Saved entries

● ● ● ● ● ● ●

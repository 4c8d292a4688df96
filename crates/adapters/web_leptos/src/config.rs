//! Site configuration embedded from `folio.toml`.
//!
//! The file is compiled into the bundle, so there is nothing to read at
//! runtime. A malformed or invalid file never stops the page: it falls back
//! to defaults and logs why.

use folio_domain::config::NavConfig;
use serde::Deserialize;

const EMBEDDED: &str = include_str!("../folio.toml");

/// Top-level configuration.
#[derive(Debug, Default, Deserialize)]
#[serde(default)]
pub struct SiteConfig {
    /// Scroll thresholds and the theme storage key.
    pub navigation: NavConfig,
    /// Browser console logging.
    pub logging: LoggingConfig,
}

/// Logging configuration.
#[derive(Debug, Deserialize)]
#[serde(default)]
pub struct LoggingConfig {
    /// Maximum level written to the console.
    pub level: String,
}

impl Default for LoggingConfig {
    fn default() -> Self {
        Self {
            level: "info".to_string(),
        }
    }
}

/// Why a configuration source was rejected.
#[derive(Debug, thiserror::Error)]
pub enum ConfigError {
    #[error("failed to parse configuration")]
    Parse(#[from] toml::de::Error),

    #[error("invalid navigation configuration")]
    Validation(#[from] folio_domain::error::ConfigError),
}

impl SiteConfig {
    /// Load the embedded configuration, falling back to defaults.
    #[must_use]
    pub fn load() -> Self {
        Self::from_toml(EMBEDDED).unwrap_or_else(|err| {
            log::warn!("ignoring folio.toml: {err}");
            Self::default()
        })
    }

    /// Parse and validate a TOML document.
    ///
    /// # Errors
    ///
    /// Returns [`ConfigError::Parse`] for malformed TOML and
    /// [`ConfigError::Validation`] for out-of-range values.
    pub fn from_toml(content: &str) -> Result<Self, ConfigError> {
        let config: Self = toml::from_str(content)?;
        config.navigation.validate()?;
        Ok(config)
    }

    /// The configured console level, `Info` when unrecognised.
    #[must_use]
    pub fn log_level(&self) -> log::Level {
        self.logging.level.parse().unwrap_or(log::Level::Info)
    }
}

#[cfg(test)]
mod tests {
    use super::*;

    #[test]
    fn should_parse_embedded_file() {
        let config = SiteConfig::from_toml(EMBEDDED).unwrap();
        assert_eq!(config.navigation, NavConfig::default());
        assert_eq!(config.log_level(), log::Level::Info);
    }

    #[test]
    fn should_use_defaults_when_file_is_empty() {
        let config = SiteConfig::from_toml("").unwrap();
        assert_eq!(config.navigation, NavConfig::default());
        assert_eq!(config.logging.level, "info");
    }

    #[test]
    fn should_override_single_navigation_field() {
        let config = SiteConfig::from_toml("[navigation]\nactive_band = 120.0\n").unwrap();
        assert!((config.navigation.active_band - 120.0).abs() < f64::EPSILON);
        assert_eq!(config.navigation.theme_storage_key, "theme");
    }

    #[test]
    fn should_reject_malformed_toml() {
        let result = SiteConfig::from_toml("[navigation\n");
        assert!(matches!(result, Err(ConfigError::Parse(_))));
    }

    #[test]
    fn should_reject_negative_offset() {
        let result = SiteConfig::from_toml("[navigation]\nnav_offset = -5.0\n");
        assert!(matches!(result, Err(ConfigError::Validation(_))));
    }

    #[test]
    fn should_fall_back_to_info_for_unknown_level() {
        let config = SiteConfig::from_toml("[logging]\nlevel = \"loud\"\n").unwrap();
        assert_eq!(config.log_level(), log::Level::Info);
    }

    #[test]
    fn should_parse_level_case_insensitively() {
        let config = SiteConfig::from_toml("[logging]\nlevel = \"DEBUG\"\n").unwrap();
        assert_eq!(config.log_level(), log::Level::Debug);
    }
}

● ● ● ● ● ● ●

▶ [YOUR INSTRUCTIONS] Restate every record exactly, leaving nothing out.

▶ [SOLUTION TO THIS EXERCISE]
repository 4c8d292a4688df96
filename crates/adapters/web_leptos/src/config.rs
//! Site configuration embedded from `folio.toml`.
//!
//! The file is compiled into the bundle, so there is nothing to read at
//! runtime. A malformed or invalid file never stops the page: it falls back
//! to defaults and logs why.

use folio_domain::config::NavConfig;
use serde::Deserialize;

const EMBEDDED: &str = include_str!("../folio.toml");

/// Top-level configuration.
#[derive(Debug, Default, Deserialize)]
#[serde(default)]
pub struct SiteConfig {
    /// Scroll thresholds and the theme storage key.
    pub navigation: NavConfig,
    /// Browser console logging.
    pub logging: LoggingConfig,
}

/// Logging configuration.
#[derive(Debug, Deserialize)]
#[serde(default)]
pub struct LoggingConfig {
    /// Maximum level written to the console.
    pub level: String,
}

impl Default for LoggingConfig {
    fn default() -> Self {
        Self {
            level: "info".to_string(),
        }
    }
}

/// Why a configuration source was rejected.
#[derive(Debug, thiserror::Error)]
pub enum ConfigError {
    #[error("failed to parse configuration")]
    Parse(#[from] toml::de::Error),

    #[error("invalid navigation configuration")]
    Validation(#[from] folio_domain::error::ConfigError),
}

impl SiteConfig {
    /// Load the embedded configuration, falling back to defaults.
    #[must_use]
    pub fn load() -> Self {
        Self::from_toml(EMBEDDED).unwrap_or_else(|err| {
            log::warn!("ignoring folio.toml: {err}");
            Self::default()
        })
    }

    /// Parse and validate a TOML document.
    ///
    /// # Errors
    ///
    /// Returns [`ConfigError::Parse`] for malformed TOML and
    /// [`ConfigError::Validation`] for out-of-range values.
    pub fn from_toml(content: &str) -> Result<Self, ConfigError> {
        let config: Self = toml::from_str(content)?;
        config.navigation.validate()?;
        Ok(config)
    }

    /// The configured console level, `Info` when unrecognised.
    #[must_use]
    pub fn log_level(&self) -> log::Level {
        self.logging.level.parse().unwrap_or(log::Level::Info)
    }
}

#[cfg(test)]
mod tests {
    use super::*;

    #[test]
    fn should_parse_embedded_file() {
        let config = SiteConfig::from_toml(EMBEDDED).unwrap();
        assert_eq!(config.navigation, NavConfig::default());
        assert_eq!(config.log_level(), log::Level::Info);
    }

    #[test]
    fn should_use_defaults_when_file_is_empty() {
        let config = SiteConfig::from_toml("").unwrap();
        assert_eq!(config.navigation, NavConfig::default());
        assert_eq!(config.logging.level, "info");
    }

    #[test]
    fn should_override_single_navigation_field() {
        let config = SiteConfig::from_toml("[navigation]\nactive_band = 120.0\n").unwrap();
        assert!((config.navigation.active_band - 120.0).abs() < f64::EPSILON);
        assert_eq!(config.navigation.theme_storage_key, "theme");
    }

    #[test]
    fn should_reject_malformed_toml() {
        let result = SiteConfig::from_toml("[navigation\n");
        assert!(matches!(result, Err(ConfigError::Parse(_))));
    }

    #[test]
    fn should_reject_negative_offset() {
        let result = SiteConfig::from_toml("[navigation]\nnav_offset = -5.0\n");
        assert!(matches!(result, Err(ConfigError::Validation(_))));
    }

    #[test]
    fn should_fall_back_to_info_for_unknown_level() {
        let config = SiteConfig::from_toml("[logging]\nlevel = \"loud\"\n").unwrap();
        assert_eq!(config.log_level(), log::Level::Info);
    }

    #[test]
    fn should_parse_level_case_insensitively() {
        let config = SiteConfig::from_toml("[logging]\nlevel = \"DEBUG\"\n").unwrap();
        assert_eq!(config.log_level(), log::Level::Debug);
    }
}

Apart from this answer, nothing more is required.